Die fünf deutschen Linkenabgeordneten lehnen das zusätzliche Geld ab. »Die geplante Diätenerhöhung setzt die soziale Schieflage der Krisenpolitik von Bundesregierung und EU-Kommission fort: Sie gibt Steuergelder denen, die es nicht brauchen. Währenddessen werden diejenigen Menschen immer noch viel zu wenig unterstützt, die Entlastung dringend nötig haben«, sagte der Linkenvorsitzende Martin Schirdewan dem SPIEGEL.Dies sei »schäbig« und ein »Tritt vor das Schienbein der Menschen, denen mit den aktuellen Energie- und Lebensmittelkosten schon das Wasser bis zum Hals steht«. Schirdewan ist auch Co-Vorsitzender der europäischen Linksfraktion.

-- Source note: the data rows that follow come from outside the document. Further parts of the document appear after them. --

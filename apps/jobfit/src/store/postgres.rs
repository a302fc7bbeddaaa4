//! PostgreSQL-backed `DocumentStore`.
//!
//! Expected tables (created out of band):
//!
//! ```sql
//! jobs      (id BIGSERIAL PK, title TEXT, jd_text TEXT, created_at TIMESTAMPTZ DEFAULT now())
//! resumes   (id BIGSERIAL PK, text TEXT, created_at TIMESTAMPTZ DEFAULT now())
//! quizzes   (id BIGSERIAL PK, job_id BIGINT REFERENCES jobs, created_at TIMESTAMPTZ DEFAULT now())
//! questions (id BIGSERIAL PK, quiz_id BIGINT REFERENCES quizzes, idx INT, text TEXT)
//! answers   (id BIGSERIAL PK, quiz_id BIGINT REFERENCES quizzes,
//!            question_id BIGINT REFERENCES questions, text TEXT,
//!            accuracy SMALLINT, completeness SMALLINT, communication SMALLINT,
//!            score_pct DOUBLE PRECISION, tip TEXT)
//! ```

use async_trait::async_trait;
use sqlx::PgPool;
use tracing::debug;

use crate::models::{
    AnswerId, AnswerRow, JobId, JobRow, QuestionId, QuestionRow, QuizId, QuizRow, ResumeId,
    ResumeRow,
};
use crate::store::{DocumentStore, GradeUpdate, StoreError};

#[derive(Clone)]
pub struct PgStore {
    pool: PgPool,
}

impl PgStore {
    pub fn new(pool: PgPool) -> Self {
        Self { pool }
    }
}

#[async_trait]
impl DocumentStore for PgStore {
    async fn create_job(&self, title: &str, jd_text: &str) -> Result<JobRow, StoreError> {
        let row = sqlx::query_as::<_, JobRow>(
            "INSERT INTO jobs (title, jd_text) VALUES ($1, $2) RETURNING *",
        )
        .bind(title)
        .bind(jd_text)
        .fetch_one(&self.pool)
        .await?;
        debug!(job_id = %row.id, "Job stored");
        Ok(row)
    }

    async fn get_job(&self, job_id: JobId) -> Result<Option<JobRow>, StoreError> {
        Ok(
            sqlx::query_as::<_, JobRow>("SELECT * FROM jobs WHERE id = $1")
                .bind(job_id)
                .fetch_optional(&self.pool)
                .await?,
        )
    }

    async fn create_resume(&self, text: &str) -> Result<ResumeRow, StoreError> {
        Ok(
            sqlx::query_as::<_, ResumeRow>("INSERT INTO resumes (text) VALUES ($1) RETURNING *")
                .bind(text)
                .fetch_one(&self.pool)
                .await?,
        )
    }

    async fn get_resume(&self, resume_id: ResumeId) -> Result<Option<ResumeRow>, StoreError> {
        Ok(
            sqlx::query_as::<_, ResumeRow>("SELECT * FROM resumes WHERE id = $1")
                .bind(resume_id)
                .fetch_optional(&self.pool)
                .await?,
        )
    }

    async fn create_quiz(&self, job_id: JobId) -> Result<QuizRow, StoreError> {
        Ok(
            sqlx::query_as::<_, QuizRow>("INSERT INTO quizzes (job_id) VALUES ($1) RETURNING *")
                .bind(job_id)
                .fetch_one(&self.pool)
                .await?,
        )
    }

    async fn get_quiz(&self, quiz_id: QuizId) -> Result<Option<QuizRow>, StoreError> {
        Ok(
            sqlx::query_as::<_, QuizRow>("SELECT * FROM quizzes WHERE id = $1")
                .bind(quiz_id)
                .fetch_optional(&self.pool)
                .await?,
        )
    }

    async fn add_questions(
        &self,
        quiz_id: QuizId,
        texts: &[String],
    ) -> Result<Vec<QuestionRow>, StoreError> {
        let mut tx = self.pool.begin().await?;
        let mut rows = Vec::with_capacity(texts.len());

        for (idx, text) in texts.iter().enumerate() {
            let row = sqlx::query_as::<_, QuestionRow>(
                "INSERT INTO questions (quiz_id, idx, text) VALUES ($1, $2, $3) RETURNING *",
            )
            .bind(quiz_id)
            .bind(idx as i32)
            .bind(text)
            .fetch_one(&mut *tx)
            .await?;
            rows.push(row);
        }

        tx.commit().await?;
        Ok(rows)
    }

    async fn list_questions(&self, quiz_id: QuizId) -> Result<Vec<QuestionRow>, StoreError> {
        Ok(sqlx::query_as::<_, QuestionRow>(
            "SELECT * FROM questions WHERE quiz_id = $1 ORDER BY idx, id",
        )
        .bind(quiz_id)
        .fetch_all(&self.pool)
        .await?)
    }

    async fn add_answers(
        &self,
        quiz_id: QuizId,
        answers: &[(QuestionId, String)],
    ) -> Result<Vec<AnswerRow>, StoreError> {
        let mut tx = self.pool.begin().await?;
        let mut rows = Vec::with_capacity(answers.len());

        for (question_id, text) in answers {
            let owner: Option<QuizId> =
                sqlx::query_scalar("SELECT quiz_id FROM questions WHERE id = $1")
                    .bind(*question_id)
                    .fetch_optional(&mut *tx)
                    .await?;
            if owner != Some(quiz_id) {
                return Err(StoreError::ForeignQuestion {
                    quiz_id,
                    question_id: *question_id,
                });
            }

            let row = sqlx::query_as::<_, AnswerRow>(
                "INSERT INTO answers (quiz_id, question_id, text) VALUES ($1, $2, $3) RETURNING *",
            )
            .bind(quiz_id)
            .bind(*question_id)
            .bind(text)
            .fetch_one(&mut *tx)
            .await?;
            rows.push(row);
        }

        tx.commit().await?;
        Ok(rows)
    }

    async fn list_answers(&self, quiz_id: QuizId) -> Result<Vec<AnswerRow>, StoreError> {
        Ok(
            sqlx::query_as::<_, AnswerRow>("SELECT * FROM answers WHERE quiz_id = $1 ORDER BY id")
                .bind(quiz_id)
                .fetch_all(&self.pool)
                .await?,
        )
    }

    async fn latest_answer(
        &self,
        quiz_id: QuizId,
        question_id: QuestionId,
    ) -> Result<Option<AnswerRow>, StoreError> {
        Ok(sqlx::query_as::<_, AnswerRow>(
            "SELECT * FROM answers WHERE quiz_id = $1 AND question_id = $2 ORDER BY id DESC LIMIT 1",
        )
        .bind(quiz_id)
        .bind(question_id)
        .fetch_optional(&self.pool)
        .await?)
    }

    async fn update_answer_grade(
        &self,
        answer_id: AnswerId,
        grade: &GradeUpdate,
    ) -> Result<(), StoreError> {
        sqlx::query(
            r#"
            UPDATE answers
            SET accuracy = $2, completeness = $3, communication = $4, score_pct = $5, tip = $6
            WHERE id = $1
            "#,
        )
        .bind(answer_id)
        .bind(grade.accuracy as i16)
        .bind(grade.completeness as i16)
        .bind(grade.communication as i16)
        .bind(grade.score_pct)
        .bind(&grade.tip)
        .execute(&self.pool)
        .await?;
        Ok(())
    }
}
// Prompt constants for skill extraction.

/// Probe sent to the retriever to pull requirement-heavy JD passages.
pub const SKILL_PROBE_QUERY: &str = "key skills, requirements, and tech stack";

/// Skill extraction prompt. Replace `{grounding}` and `{context}` before sending.
pub const SKILL_EXTRACTION_PROMPT: &str = r#"You are given job description context. Extract the most important skills, technologies and tools it asks for.

{grounding}

Rules:
- Normalize common technology name variants (e.g. "Node" -> "Node.js", "Postgres" -> "PostgreSQL", "React.js" -> "React").
- importance is an integer from 1 (nice to have) to 5 (central to the role).
- must_have is true only when the context states the skill is required.
- List each skill once. Limit to 15-20 items.

Return ONLY a JSON array like:
[{"skill": "Python", "importance": 4, "must_have": true}]

JD CONTEXT:
{context}"#;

Entlastungen würden vor allem für Menschen mit kleinen und mittleren Einkommen gebraucht, nicht für Gutverdiener im Parlament, sagte Schirdewan. »Ganz ehrlich, ich kann die Diätenerhöhung in dieser Krisensituation nicht mit guten Gewissen annehmen. Die Parlamentarier der anderen Fraktionen sollte dem Beispiel der Linken folgen, und ebenfalls die geplante Diätenerhöhung an Stellen umverteilen, wo das Geld dringender benötigt wird«, so der Linkenchef.
Grüne für Diätenerhöhung
Die Grünen hatten die Erhöhung zuvor verteidigt. »Es ist ein immer wiederkehrender populistischer Reflex, die Bezüge der Menschen, die für EU-Institutionen arbeiten, als überhöht zu kritisieren«, sagte der Sprecher der deutschen Grünen im Europaparlament, Rasmus Andresen. Die Hintergründe der Beschäftigungs- und Lebenssituationen der Beamten und Angestellten spielten dabei oft keine Rolle. »Obwohl EU-Beamte und Angestellte viele Privilegien genießen, bekommen auch sie die stark gestiegenen Preise zu spüren«, sagte Andresen.
Auch die EU-Spitzen sollen von der Regelung profitieren. So soll EU-Kommissionschefin Ursula von der Leyen etwa 2000 Euro mehr erhalten, die Kommissare jeweils etwa 1500 Euro.